C Programming - Declarations and Initializations - Discussion
Discussion Forum : Declarations and Initializations - Find Output of Program (Q.No. 11)
11.
In the following program how long will the for loop get executed?
#include<stdio.h>
int main()
{
int i=5;
for(;scanf("%s", &i); printf("%d\n", i));
return 0;
}
Answer: Option
Explanation:
During the for loop execution scanf() ask input and then printf() prints that given input. This process will be continued repeatedly because, scanf() returns the number of input given, the condition is always true(user gives a input means it reurns '1').
Hence this for loop would get executed infinite times.
Discussion:
49 comments Page 5 of 5.
Rakesh said:
7 years ago
It is to be replaced with (%d ) not %s.
Rini said:
7 years ago
Here the for loop terminate with semicolon. So it has taken as a simple statement. How can it execute infinite times?
Balaguru said:
7 years ago
for(;scanf("%s", &i); printf("%d\n", i));
In this, when you put semicolon to the for loop it doesn't read that loop.
In this, when you put semicolon to the for loop it doesn't read that loop.
(5)
Pragathi said:
6 years ago
In scanf("%s"&I).
Here %s format specifier is used for string. For string no need to take & operator in scanf then how it execute? Explain to me, please.

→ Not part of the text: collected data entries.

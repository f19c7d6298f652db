use std::collections::VecDeque;

use crate::interpreter::token::{Token, TokenClass};

/// A syntactic class a phrase pattern matches stack tokens against.
#[derive(Debug, Clone, Copy, PartialEq, Eq)]
pub enum PhraseClass {
    /// A value, committed value or nil.
    Result,
    /// A primitive, defined or system function.
    Function,
    /// A primitive or defined monadic operator.
    MonadicOperator,
    /// A primitive or defined dyadic operator.
    DyadicOperator,
    /// A niladic defined or system function.
    Niladic,
    /// A variable, system variable or shared variable name.
    Variable,
    /// Any token that cannot be a left argument.
    Wildcard,
    LeftParenthesis,
    RightParenthesis,
    LeftIndexBracket,
    RightIndexBracket,
    LeftAxisBracket,
    RightAxisBracket,
    IndexSeparator,
    AssignmentArrow,
    BranchArrow,
    SmallCircle,
    PartialList,
    CompleteList,
    LeftEnd,
    RightEnd,
}

impl PhraseClass {
    /// Returns `true` if a token of class `class` belongs to this pattern
    /// class.
    #[must_use]
    pub const fn matches(self, class: TokenClass) -> bool {
        use TokenClass as T;

        match self {
            Self::Result => class.is_result(),
            Self::Function => class.is_function(),
            Self::MonadicOperator => matches!(class, T::MonadicOperator | T::DefinedMonadicOperatorName),
            Self::DyadicOperator => matches!(class, T::DyadicOperator | T::DefinedDyadicOperatorName),
            Self::Niladic => matches!(class, T::NiladicDefinedFunctionName | T::NiladicSystemFunctionName),
            Self::Variable => matches!(class, T::VariableName | T::SystemVariableName | T::SharedVariableName),
            Self::Wildcard => {
                class.is_function()
                || matches!(class,
                            T::AssignmentArrow
                            | T::BranchArrow
                            | T::IndexSeparator
                            | T::LeftAxisBracket
                            | T::RightAxisBracket
                            | T::LeftEndOfStatement
                            | T::LeftIndexBracket
                            | T::LeftParenthesis
                            | T::MonadicOperator
                            | T::DefinedMonadicOperatorName)
            },
            Self::LeftParenthesis => matches!(class, T::LeftParenthesis),
            Self::RightParenthesis => matches!(class, T::RightParenthesis),
            Self::LeftIndexBracket => matches!(class, T::LeftIndexBracket),
            Self::RightIndexBracket => matches!(class, T::RightIndexBracket),
            Self::LeftAxisBracket => matches!(class, T::LeftAxisBracket),
            Self::RightAxisBracket => matches!(class, T::RightAxisBracket),
            Self::IndexSeparator => matches!(class, T::IndexSeparator),
            Self::AssignmentArrow => matches!(class, T::AssignmentArrow),
            Self::BranchArrow => matches!(class, T::BranchArrow),
            Self::SmallCircle => matches!(class, T::SmallCircle),
            Self::PartialList => matches!(class, T::PartialIndexList),
            Self::CompleteList => matches!(class, T::CompleteIndexList),
            Self::LeftEnd => matches!(class, T::LeftEndOfStatement),
            Self::RightEnd => matches!(class, T::RightEndOfStatement),
        }
    }
}

/// The reduction a matched phrase performs.
#[derive(Debug, Clone, Copy, PartialEq, Eq)]
pub enum Action {
    /// `( B )`
    RemoveParentheses,
    /// `N`
    Niladic,
    /// `X F B`
    Monadic,
    /// `X F K B`
    MonadicAxis,
    /// `X F M B`
    MonadicDerived,
    /// `X F M K B`
    MonadicDerivedAxis,
    /// `A F M B`
    DyadicDerived,
    /// `A F M K B`
    DyadicDerivedAxis,
    /// `A F B`
    Dyadic,
    /// `A F K B`
    DyadicAxis,
    /// `X F D G B`
    MonadicComposed,
    /// `A F D G B` and `A ∘ . G B`
    DyadicComposed,
    /// `A K`
    Index,
    /// `V K ← B`
    IndexedAssign,
    /// `V ← B`
    Assign,
    /// `V`
    Reference,
    /// `]`
    OpenList,
    /// `; I`
    ElideItem,
    /// `; B I`
    PrependItem,
    /// `[ I`
    CloseElided,
    /// `[ B I`
    CloseItem,
    /// `[ B ]` as an axis.
    Axis,
    /// `L R`
    EmptyStatement,
    /// `L B R`
    ResultStatement,
    /// `L → B R`
    BranchStatement,
    /// `L → R`
    EscapeStatement,
}

/// A pattern over the front of the stack and the reduction it triggers.
#[derive(Debug)]
pub struct Phrase {
    /// Pattern classes, front of the stack first.
    pub pattern: &'static [PhraseClass],
    /// The reduction to perform.
    pub action:  Action,
}

use PhraseClass::{
    AssignmentArrow as Ar, BranchArrow as Br, CompleteList as K, DyadicOperator as D, Function as F,
    IndexSeparator as Sep, LeftAxisBracket as Lab, LeftEnd as L, LeftIndexBracket as Lb, LeftParenthesis as Lp,
    MonadicOperator as M, Niladic as N, PartialList as I, Result as B, RightAxisBracket as Rab, RightEnd as R,
    RightIndexBracket as Rb, RightParenthesis as Rp, SmallCircle as Sc, Variable as V, Wildcard as X,
};

/// Every phrase, in the order they are tried.
pub static PHRASES: &[Phrase] = &[
    Phrase { pattern: &[Lp, B, Rp],
             action:  Action::RemoveParentheses, },
    Phrase { pattern: &[N],
             action:  Action::Niladic, },
    Phrase { pattern: &[X, F, B],
             action:  Action::Monadic, },
    Phrase { pattern: &[X, F, K, B],
             action:  Action::MonadicAxis, },
    Phrase { pattern: &[X, F, M, B],
             action:  Action::MonadicDerived, },
    Phrase { pattern: &[X, F, M, K, B],
             action:  Action::MonadicDerivedAxis, },
    Phrase { pattern: &[B, F, M, B],
             action:  Action::DyadicDerived, },
    Phrase { pattern: &[B, F, M, K, B],
             action:  Action::DyadicDerivedAxis, },
    Phrase { pattern: &[B, F, B],
             action:  Action::Dyadic, },
    Phrase { pattern: &[B, F, K, B],
             action:  Action::DyadicAxis, },
    Phrase { pattern: &[X, F, D, F, B],
             action:  Action::MonadicComposed, },
    Phrase { pattern: &[B, F, D, F, B],
             action:  Action::DyadicComposed, },
    Phrase { pattern: &[B, Sc, D, F, B],
             action:  Action::DyadicComposed, },
    Phrase { pattern: &[B, K],
             action:  Action::Index, },
    Phrase { pattern: &[V, K, Ar, B],
             action:  Action::IndexedAssign, },
    Phrase { pattern: &[V, Ar, B],
             action:  Action::Assign, },
    Phrase { pattern: &[V],
             action:  Action::Reference, },
    Phrase { pattern: &[Rb],
             action:  Action::OpenList, },
    Phrase { pattern: &[Sep, B, I],
             action:  Action::PrependItem, },
    Phrase { pattern: &[Sep, I],
             action:  Action::ElideItem, },
    Phrase { pattern: &[Lb, B, I],
             action:  Action::CloseItem, },
    Phrase { pattern: &[Lb, I],
             action:  Action::CloseElided, },
    Phrase { pattern: &[Lab, B, Rab],
             action:  Action::Axis, },
    Phrase { pattern: &[L, R],
             action:  Action::EmptyStatement, },
    Phrase { pattern: &[L, B, R],
             action:  Action::ResultStatement, },
    Phrase { pattern: &[L, Br, B, R],
             action:  Action::BranchStatement, },
    Phrase { pattern: &[L, Br, R],
             action:  Action::EscapeStatement, },
];

/// Finds the first phrase matching the front of `stack`.
#[must_use]
pub fn find_phrase(stack: &VecDeque<Token>) -> Option<&'static Phrase> {
    PHRASES.iter().find(|phrase| {
                      phrase.pattern.len() <= stack.len()
                      && phrase.pattern
                               .iter()
                               .zip(stack)
                               .all(|(class, token)| class.matches(token.class))
                  })
}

Here %s format specifier is used for string. For string no need to take & operator in scanf then how it execute? Explain to me, please.
Aayush Chauhan said:
6 years ago
What if we enter 0 input in scanf?
Shyam said:
5 years ago
If we enter 0 then also it should go into infinite loop.
Bhavya said:
4 years ago
Did not understand the scanf statement can someone help?
(1)
Charanjeet Singh said:
4 years ago
How String(%d) value stored in integer(&i)? Please explain.
(4)
Chakrapani said:
2 years ago
The control never enters into the loop as the semicolon ends it. So, scanf () and printf () functions are called 0 times.
(3)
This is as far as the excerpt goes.